---------- SUPPLIED ENTRIES ----------
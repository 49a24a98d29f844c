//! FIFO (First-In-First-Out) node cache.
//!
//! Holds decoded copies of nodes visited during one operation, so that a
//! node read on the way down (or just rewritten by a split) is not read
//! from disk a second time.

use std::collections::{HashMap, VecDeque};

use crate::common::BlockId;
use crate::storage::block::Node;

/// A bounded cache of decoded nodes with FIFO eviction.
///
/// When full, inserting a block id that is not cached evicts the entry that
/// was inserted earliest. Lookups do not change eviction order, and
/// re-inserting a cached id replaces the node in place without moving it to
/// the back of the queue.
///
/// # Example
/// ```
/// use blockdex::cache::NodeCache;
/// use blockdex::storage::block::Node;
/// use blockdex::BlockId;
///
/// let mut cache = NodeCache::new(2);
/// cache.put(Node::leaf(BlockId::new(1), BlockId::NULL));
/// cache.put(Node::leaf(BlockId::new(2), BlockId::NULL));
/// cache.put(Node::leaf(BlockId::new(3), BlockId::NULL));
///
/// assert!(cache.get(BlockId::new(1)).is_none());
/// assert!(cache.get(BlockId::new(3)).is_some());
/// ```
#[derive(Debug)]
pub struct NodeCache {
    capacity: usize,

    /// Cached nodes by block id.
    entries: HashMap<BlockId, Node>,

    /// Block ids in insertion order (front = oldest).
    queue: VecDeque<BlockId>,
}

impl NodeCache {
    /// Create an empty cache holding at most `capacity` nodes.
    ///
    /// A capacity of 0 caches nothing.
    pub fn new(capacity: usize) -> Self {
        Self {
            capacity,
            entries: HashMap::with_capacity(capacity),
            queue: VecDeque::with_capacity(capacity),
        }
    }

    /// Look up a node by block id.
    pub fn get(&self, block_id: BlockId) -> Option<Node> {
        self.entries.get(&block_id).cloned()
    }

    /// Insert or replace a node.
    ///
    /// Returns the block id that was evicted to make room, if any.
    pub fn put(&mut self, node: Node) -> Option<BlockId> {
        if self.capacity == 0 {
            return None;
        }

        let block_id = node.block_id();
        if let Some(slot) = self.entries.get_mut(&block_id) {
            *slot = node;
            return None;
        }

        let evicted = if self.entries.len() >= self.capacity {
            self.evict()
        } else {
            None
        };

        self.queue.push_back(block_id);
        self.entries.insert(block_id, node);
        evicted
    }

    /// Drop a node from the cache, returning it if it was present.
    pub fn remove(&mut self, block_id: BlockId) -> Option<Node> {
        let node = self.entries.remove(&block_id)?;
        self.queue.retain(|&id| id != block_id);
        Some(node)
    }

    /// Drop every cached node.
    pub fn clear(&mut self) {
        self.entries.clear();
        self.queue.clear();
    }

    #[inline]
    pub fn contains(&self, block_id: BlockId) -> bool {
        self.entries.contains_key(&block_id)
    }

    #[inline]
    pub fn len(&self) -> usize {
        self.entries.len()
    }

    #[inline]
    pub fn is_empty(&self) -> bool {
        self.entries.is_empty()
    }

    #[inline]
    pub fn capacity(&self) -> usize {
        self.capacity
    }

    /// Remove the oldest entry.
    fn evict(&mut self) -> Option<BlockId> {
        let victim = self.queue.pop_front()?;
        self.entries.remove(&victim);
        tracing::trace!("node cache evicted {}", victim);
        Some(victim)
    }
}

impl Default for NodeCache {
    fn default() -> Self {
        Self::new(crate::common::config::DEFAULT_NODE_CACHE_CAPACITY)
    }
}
----------
▶ _TASK TO CARRY OUT_
After reading the entries above, state how many lines hold the word "that", with no text besides the number.

▶ _TASK ANSWER_
3